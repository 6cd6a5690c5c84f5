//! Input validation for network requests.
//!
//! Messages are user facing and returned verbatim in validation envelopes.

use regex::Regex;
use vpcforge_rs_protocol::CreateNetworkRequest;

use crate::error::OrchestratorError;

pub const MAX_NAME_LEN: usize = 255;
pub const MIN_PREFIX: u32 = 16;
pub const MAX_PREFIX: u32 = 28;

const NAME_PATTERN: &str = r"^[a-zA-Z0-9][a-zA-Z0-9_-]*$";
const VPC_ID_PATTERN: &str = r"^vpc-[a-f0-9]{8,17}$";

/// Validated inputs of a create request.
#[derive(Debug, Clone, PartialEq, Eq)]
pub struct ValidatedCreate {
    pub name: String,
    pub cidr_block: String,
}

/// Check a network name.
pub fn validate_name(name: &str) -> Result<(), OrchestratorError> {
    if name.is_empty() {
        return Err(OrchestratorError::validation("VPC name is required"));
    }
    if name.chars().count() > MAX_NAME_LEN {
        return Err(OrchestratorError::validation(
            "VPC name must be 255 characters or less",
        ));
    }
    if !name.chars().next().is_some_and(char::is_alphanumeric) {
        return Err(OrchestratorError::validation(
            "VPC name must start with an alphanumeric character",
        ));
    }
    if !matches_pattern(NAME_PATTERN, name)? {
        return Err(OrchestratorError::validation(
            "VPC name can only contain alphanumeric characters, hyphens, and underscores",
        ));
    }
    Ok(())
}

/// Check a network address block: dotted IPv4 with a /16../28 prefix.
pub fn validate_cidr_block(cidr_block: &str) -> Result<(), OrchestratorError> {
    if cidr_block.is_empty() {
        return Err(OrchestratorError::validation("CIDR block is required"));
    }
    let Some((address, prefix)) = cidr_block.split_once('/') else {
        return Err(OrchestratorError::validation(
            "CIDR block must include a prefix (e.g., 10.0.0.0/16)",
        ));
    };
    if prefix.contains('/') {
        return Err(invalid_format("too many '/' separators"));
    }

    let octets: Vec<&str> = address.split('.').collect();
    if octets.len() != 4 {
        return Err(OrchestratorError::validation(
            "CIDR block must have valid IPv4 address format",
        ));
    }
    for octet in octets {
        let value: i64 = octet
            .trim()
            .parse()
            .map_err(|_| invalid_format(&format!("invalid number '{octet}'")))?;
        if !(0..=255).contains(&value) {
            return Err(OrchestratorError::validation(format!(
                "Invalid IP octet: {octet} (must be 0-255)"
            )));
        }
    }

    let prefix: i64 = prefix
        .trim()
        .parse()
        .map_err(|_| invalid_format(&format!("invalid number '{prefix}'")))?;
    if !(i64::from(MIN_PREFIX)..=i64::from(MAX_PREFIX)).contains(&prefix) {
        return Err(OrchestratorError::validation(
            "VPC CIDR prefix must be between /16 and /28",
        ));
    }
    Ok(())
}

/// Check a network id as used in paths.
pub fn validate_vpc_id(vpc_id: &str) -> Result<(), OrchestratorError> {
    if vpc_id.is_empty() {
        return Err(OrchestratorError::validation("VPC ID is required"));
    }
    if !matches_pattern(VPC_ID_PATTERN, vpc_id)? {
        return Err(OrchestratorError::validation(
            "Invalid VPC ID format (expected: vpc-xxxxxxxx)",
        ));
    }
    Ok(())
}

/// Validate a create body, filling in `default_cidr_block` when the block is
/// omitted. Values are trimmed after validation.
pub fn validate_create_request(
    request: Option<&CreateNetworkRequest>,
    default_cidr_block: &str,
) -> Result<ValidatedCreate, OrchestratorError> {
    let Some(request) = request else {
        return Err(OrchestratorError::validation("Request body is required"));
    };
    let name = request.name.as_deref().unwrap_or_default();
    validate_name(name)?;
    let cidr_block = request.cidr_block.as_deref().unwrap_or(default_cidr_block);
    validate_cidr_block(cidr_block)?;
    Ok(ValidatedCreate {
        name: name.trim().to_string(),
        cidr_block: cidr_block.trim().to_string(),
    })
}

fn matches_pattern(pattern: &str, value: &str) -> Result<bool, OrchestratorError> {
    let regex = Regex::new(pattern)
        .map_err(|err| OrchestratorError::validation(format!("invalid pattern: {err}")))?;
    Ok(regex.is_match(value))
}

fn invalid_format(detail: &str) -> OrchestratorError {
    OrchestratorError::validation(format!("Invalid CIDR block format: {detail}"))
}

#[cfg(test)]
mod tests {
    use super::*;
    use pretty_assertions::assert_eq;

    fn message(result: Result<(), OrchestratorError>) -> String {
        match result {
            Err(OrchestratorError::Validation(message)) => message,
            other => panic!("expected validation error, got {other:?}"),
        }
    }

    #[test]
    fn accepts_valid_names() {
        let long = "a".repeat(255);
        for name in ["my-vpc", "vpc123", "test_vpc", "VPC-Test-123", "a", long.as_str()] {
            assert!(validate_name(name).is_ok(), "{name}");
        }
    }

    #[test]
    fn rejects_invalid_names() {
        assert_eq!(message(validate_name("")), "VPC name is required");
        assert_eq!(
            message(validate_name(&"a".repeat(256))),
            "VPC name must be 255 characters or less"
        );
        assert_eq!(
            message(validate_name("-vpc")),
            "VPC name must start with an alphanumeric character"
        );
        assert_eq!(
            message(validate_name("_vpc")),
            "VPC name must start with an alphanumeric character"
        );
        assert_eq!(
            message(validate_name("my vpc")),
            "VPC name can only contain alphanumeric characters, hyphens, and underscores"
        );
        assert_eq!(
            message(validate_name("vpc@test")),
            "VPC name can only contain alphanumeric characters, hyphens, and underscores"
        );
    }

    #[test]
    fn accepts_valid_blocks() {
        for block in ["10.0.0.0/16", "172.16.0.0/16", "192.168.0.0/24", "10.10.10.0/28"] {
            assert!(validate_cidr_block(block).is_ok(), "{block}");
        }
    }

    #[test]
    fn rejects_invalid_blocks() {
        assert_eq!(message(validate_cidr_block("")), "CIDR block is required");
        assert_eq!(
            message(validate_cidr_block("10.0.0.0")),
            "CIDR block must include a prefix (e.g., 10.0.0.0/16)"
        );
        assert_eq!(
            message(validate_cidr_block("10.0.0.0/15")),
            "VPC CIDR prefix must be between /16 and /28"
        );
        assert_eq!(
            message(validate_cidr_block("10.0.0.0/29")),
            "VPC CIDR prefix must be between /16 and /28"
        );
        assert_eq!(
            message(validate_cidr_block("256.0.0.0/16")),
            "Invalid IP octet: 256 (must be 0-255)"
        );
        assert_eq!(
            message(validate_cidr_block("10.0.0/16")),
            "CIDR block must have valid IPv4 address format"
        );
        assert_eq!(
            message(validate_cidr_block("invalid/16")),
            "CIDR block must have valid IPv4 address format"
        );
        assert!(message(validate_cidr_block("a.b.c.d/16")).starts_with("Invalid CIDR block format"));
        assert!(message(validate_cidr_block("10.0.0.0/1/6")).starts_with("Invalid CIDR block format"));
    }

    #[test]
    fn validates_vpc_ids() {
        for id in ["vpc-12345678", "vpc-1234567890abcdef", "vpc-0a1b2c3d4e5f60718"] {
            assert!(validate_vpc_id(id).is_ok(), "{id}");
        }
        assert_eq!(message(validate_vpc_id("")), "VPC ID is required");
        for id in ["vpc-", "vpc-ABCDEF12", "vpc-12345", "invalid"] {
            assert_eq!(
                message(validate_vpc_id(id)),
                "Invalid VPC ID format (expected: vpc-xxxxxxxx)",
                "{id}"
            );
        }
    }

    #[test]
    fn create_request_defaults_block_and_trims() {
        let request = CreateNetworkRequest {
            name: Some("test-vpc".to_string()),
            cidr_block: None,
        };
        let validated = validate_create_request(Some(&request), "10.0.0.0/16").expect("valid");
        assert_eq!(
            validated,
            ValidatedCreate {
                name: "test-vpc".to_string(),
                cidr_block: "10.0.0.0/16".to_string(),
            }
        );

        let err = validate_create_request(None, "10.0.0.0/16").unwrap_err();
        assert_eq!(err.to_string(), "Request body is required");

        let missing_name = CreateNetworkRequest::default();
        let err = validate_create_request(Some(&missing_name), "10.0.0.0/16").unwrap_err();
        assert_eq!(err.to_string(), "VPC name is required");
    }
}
...
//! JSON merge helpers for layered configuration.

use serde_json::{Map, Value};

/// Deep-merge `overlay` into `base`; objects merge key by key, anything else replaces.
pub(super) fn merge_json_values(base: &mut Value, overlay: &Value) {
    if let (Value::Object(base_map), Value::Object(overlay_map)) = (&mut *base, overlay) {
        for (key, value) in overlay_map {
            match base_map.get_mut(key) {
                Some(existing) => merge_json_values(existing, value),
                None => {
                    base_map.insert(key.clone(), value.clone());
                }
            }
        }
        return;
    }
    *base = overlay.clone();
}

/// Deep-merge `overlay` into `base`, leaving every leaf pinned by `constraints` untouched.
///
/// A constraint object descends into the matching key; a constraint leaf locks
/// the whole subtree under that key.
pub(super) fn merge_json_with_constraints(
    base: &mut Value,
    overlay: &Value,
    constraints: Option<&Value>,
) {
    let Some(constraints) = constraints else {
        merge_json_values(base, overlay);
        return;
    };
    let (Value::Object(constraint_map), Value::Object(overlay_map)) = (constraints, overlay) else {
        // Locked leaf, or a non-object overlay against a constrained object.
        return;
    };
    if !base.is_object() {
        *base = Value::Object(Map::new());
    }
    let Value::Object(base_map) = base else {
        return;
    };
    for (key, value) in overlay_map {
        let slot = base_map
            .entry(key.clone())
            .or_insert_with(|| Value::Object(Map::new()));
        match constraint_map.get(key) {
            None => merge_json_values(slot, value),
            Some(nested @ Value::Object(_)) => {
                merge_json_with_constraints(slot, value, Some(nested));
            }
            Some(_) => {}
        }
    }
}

> [Exercise]
Say how many lines of the data hold the word "characters", and leave out everything but the number.

> [Your response]
5